Collected data
□ □ □ □
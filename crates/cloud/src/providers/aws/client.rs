//! AWS EC2 API client implementation.
//!
//! Requests use the EC2 query API, which answers in XML. Request signing is
//! delegated to whatever sits behind the configured endpoint.

use std::time::Duration;

use async_trait::async_trait;
use reqwest::{Client, StatusCode};
use tracing::{debug, info, warn};

use super::models::{
    DescribeInstanceStatusResponse, ErrorResponse, RebootInstancesResponse, EC2_API_VERSION,
};
use crate::providers::traits::{CloudProviderError, ComputeProvider, InstanceState};

/// Default timeout for API requests.
const DEFAULT_TIMEOUT_SECS: u64 = 30;

/// AWS EC2 provider.
#[derive(Clone)]
pub struct Ec2 {
    /// HTTP client.
    client: Client,
    /// AWS region.
    region: String,
    /// Endpoint override (emulators, signing proxies, tests).
    endpoint: Option<String>,
}

impl Ec2 {
    /// Create a new EC2 provider.
    ///
    /// # Arguments
    /// * `region` - AWS region (e.g., "us-east-1")
    ///
    /// # Errors
    /// Returns error if the region is empty or the HTTP client cannot be created.
    pub fn new(region: impl Into<String>) -> Result<Self, CloudProviderError> {
        let region = region.into();
        if region.trim().is_empty() {
            return Err(CloudProviderError::Config("AWS region is empty".to_string()));
        }

        let client = Client::builder()
            .timeout(Duration::from_secs(DEFAULT_TIMEOUT_SECS))
            .build()
            .map_err(CloudProviderError::Http)?;

        Ok(Self {
            client,
            region,
            endpoint: None,
        })
    }

    /// Send requests to `endpoint` instead of the regional EC2 endpoint.
    #[must_use]
    pub fn with_endpoint(mut self, endpoint: impl Into<String>) -> Self {
        self.endpoint = Some(endpoint.into());
        self
    }

    /// Configured region.
    #[must_use]
    pub fn region(&self) -> &str {
        &self.region
    }

    /// Get EC2 API endpoint.
    fn ec2_endpoint(&self) -> String {
        self.endpoint.as_ref().map_or_else(
            || format!("https://ec2.{}.amazonaws.com", self.region),
            |endpoint| endpoint.trim_end_matches('/').to_string(),
        )
    }

    /// Execute an EC2 query-API action against a single instance.
    async fn ec2_request<T: serde::de::DeserializeOwned>(
        &self,
        method: reqwest::Method,
        action: &str,
        instance_id: &str,
    ) -> Result<T, CloudProviderError> {
        let url = format!("{}/", self.ec2_endpoint());
        debug!(url = %url, method = %method, action, instance_id, "EC2 request");

        let response = self
            .client
            .request(method, &url)
            .query(&[
                ("Action", action),
                ("Version", EC2_API_VERSION),
                ("InstanceId.1", instance_id),
            ])
            .send()
            .await?;

        Self::handle_response(response).await
    }

    /// Handle API response.
    async fn handle_response<T: serde::de::DeserializeOwned>(
        response: reqwest::Response,
    ) -> Result<T, CloudProviderError> {
        let status = response.status();
        let text = response.text().await?;

        if status.is_success() {
            return quick_xml::de::from_str(&text).map_err(|e| {
                warn!(error = %e, body = %text, "Failed to parse response");
                CloudProviderError::Serialization(e)
            });
        }

        let message = ErrorResponse::parse(&text).unwrap_or(text);
        if status == StatusCode::NOT_FOUND {
            Err(CloudProviderError::NotFound(message))
        } else if status == StatusCode::UNAUTHORIZED || status == StatusCode::FORBIDDEN {
            Err(CloudProviderError::Auth(message))
        } else {
            Err(CloudProviderError::Api {
                status: status.as_u16(),
                message,
            })
        }
    }
}

#[async_trait]
impl ComputeProvider for Ec2 {
    fn name(&self) -> &'static str {
        "ec2"
    }

    async fn instance_state(&self, id: &str) -> Result<InstanceState, CloudProviderError> {
        let response: DescribeInstanceStatusResponse = self
            .ec2_request(reqwest::Method::GET, "DescribeInstanceStatus", id)
            .await?;

        // EC2 omits instances that are not running unless asked otherwise,
        // so an empty list is a valid answer rather than an error.
        let state = response
            .instance_status_set
            .items
            .first()
            .map_or(InstanceState::Unknown, |status| {
                InstanceState::from_provider_name(&status.instance_state.name)
            });

        debug!(instance_id = %id, state = %state, "Instance status");
        Ok(state)
    }

    async fn reboot_instance(&self, id: &str) -> Result<(), CloudProviderError> {
        info!(instance_id = %id, "Rebooting instance");

        let response: RebootInstancesResponse = self
            .ec2_request(reqwest::Method::POST, "RebootInstances", id)
            .await?;

        if response.accepted == Some(false) {
            return Err(CloudProviderError::Api {
                status: 200,
                message: format!("RebootInstances returned false for {id}"),
            });
        }

        info!(
            instance_id = %id,
            request_id = response.request_id.as_deref().unwrap_or("-"),
            "Reboot initiated"
        );
        Ok(())
    }
}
□ □ □ □
Problem to solve: The reply should consist of the records, reproduced exactly.

Written response:
filename crates/cloud/src/providers/aws/client.rs
//! AWS EC2 API client implementation.
//!
//! Requests use the EC2 query API, which answers in XML. Request signing is
//! delegated to whatever sits behind the configured endpoint.

use std::time::Duration;

use async_trait::async_trait;
use reqwest::{Client, StatusCode};
use tracing::{debug, info, warn};

use super::models::{
    DescribeInstanceStatusResponse, ErrorResponse, RebootInstancesResponse, EC2_API_VERSION,
};
use crate::providers::traits::{CloudProviderError, ComputeProvider, InstanceState};

/// Default timeout for API requests.
const DEFAULT_TIMEOUT_SECS: u64 = 30;

/// AWS EC2 provider.
#[derive(Clone)]
pub struct Ec2 {
    /// HTTP client.
    client: Client,
    /// AWS region.
    region: String,
    /// Endpoint override (emulators, signing proxies, tests).
    endpoint: Option<String>,
}

impl Ec2 {
    /// Create a new EC2 provider.
    ///
    /// # Arguments
    /// * `region` - AWS region (e.g., "us-east-1")
    ///
    /// # Errors
    /// Returns error if the region is empty or the HTTP client cannot be created.
    pub fn new(region: impl Into<String>) -> Result<Self, CloudProviderError> {
        let region = region.into();
        if region.trim().is_empty() {
            return Err(CloudProviderError::Config("AWS region is empty".to_string()));
        }

        let client = Client::builder()
            .timeout(Duration::from_secs(DEFAULT_TIMEOUT_SECS))
            .build()
            .map_err(CloudProviderError::Http)?;

        Ok(Self {
            client,
            region,
            endpoint: None,
        })
    }

    /// Send requests to `endpoint` instead of the regional EC2 endpoint.
    #[must_use]
    pub fn with_endpoint(mut self, endpoint: impl Into<String>) -> Self {
        self.endpoint = Some(endpoint.into());
        self
    }

    /// Configured region.
    #[must_use]
    pub fn region(&self) -> &str {
        &self.region
    }

    /// Get EC2 API endpoint.
    fn ec2_endpoint(&self) -> String {
        self.endpoint.as_ref().map_or_else(
            || format!("https://ec2.{}.amazonaws.com", self.region),
            |endpoint| endpoint.trim_end_matches('/').to_string(),
        )
    }

    /// Execute an EC2 query-API action against a single instance.
    async fn ec2_request<T: serde::de::DeserializeOwned>(
        &self,
        method: reqwest::Method,
        action: &str,
        instance_id: &str,
    ) -> Result<T, CloudProviderError> {
        let url = format!("{}/", self.ec2_endpoint());
        debug!(url = %url, method = %method, action, instance_id, "EC2 request");

        let response = self
            .client
            .request(method, &url)
            .query(&[
                ("Action", action),
                ("Version", EC2_API_VERSION),
                ("InstanceId.1", instance_id),
            ])
            .send()
            .await?;

        Self::handle_response(response).await
    }

    /// Handle API response.
    async fn handle_response<T: serde::de::DeserializeOwned>(
        response: reqwest::Response,
    ) -> Result<T, CloudProviderError> {
        let status = response.status();
        let text = response.text().await?;

        if status.is_success() {
            return quick_xml::de::from_str(&text).map_err(|e| {
                warn!(error = %e, body = %text, "Failed to parse response");
                CloudProviderError::Serialization(e)
            });
        }

        let message = ErrorResponse::parse(&text).unwrap_or(text);
        if status == StatusCode::NOT_FOUND {
            Err(CloudProviderError::NotFound(message))
        } else if status == StatusCode::UNAUTHORIZED || status == StatusCode::FORBIDDEN {
            Err(CloudProviderError::Auth(message))
        } else {
            Err(CloudProviderError::Api {
                status: status.as_u16(),
                message,
            })
        }
    }
}

#[async_trait]
impl ComputeProvider for Ec2 {
    fn name(&self) -> &'static str {
        "ec2"
    }

    async fn instance_state(&self, id: &str) -> Result<InstanceState, CloudProviderError> {
        let response: DescribeInstanceStatusResponse = self
            .ec2_request(reqwest::Method::GET, "DescribeInstanceStatus", id)
            .await?;

        // EC2 omits instances that are not running unless asked otherwise,
        // so an empty list is a valid answer rather than an error.
        let state = response
            .instance_status_set
            .items
            .first()
            .map_or(InstanceState::Unknown, |status| {
                InstanceState::from_provider_name(&status.instance_state.name)
            });

        debug!(instance_id = %id, state = %state, "Instance status");
        Ok(state)
    }

    async fn reboot_instance(&self, id: &str) -> Result<(), CloudProviderError> {
        info!(instance_id = %id, "Rebooting instance");

        let response: RebootInstancesResponse = self
            .ec2_request(reqwest::Method::POST, "RebootInstances", id)
            .await?;

        if response.accepted == Some(false) {
            return Err(CloudProviderError::Api {
                status: 200,
                message: format!("RebootInstances returned false for {id}"),
            });
        }

        info!(
            instance_id = %id,
            request_id = response.request_id.as_deref().unwrap_or("-"),
            "Reboot initiated"
        );
        Ok(())
    }
}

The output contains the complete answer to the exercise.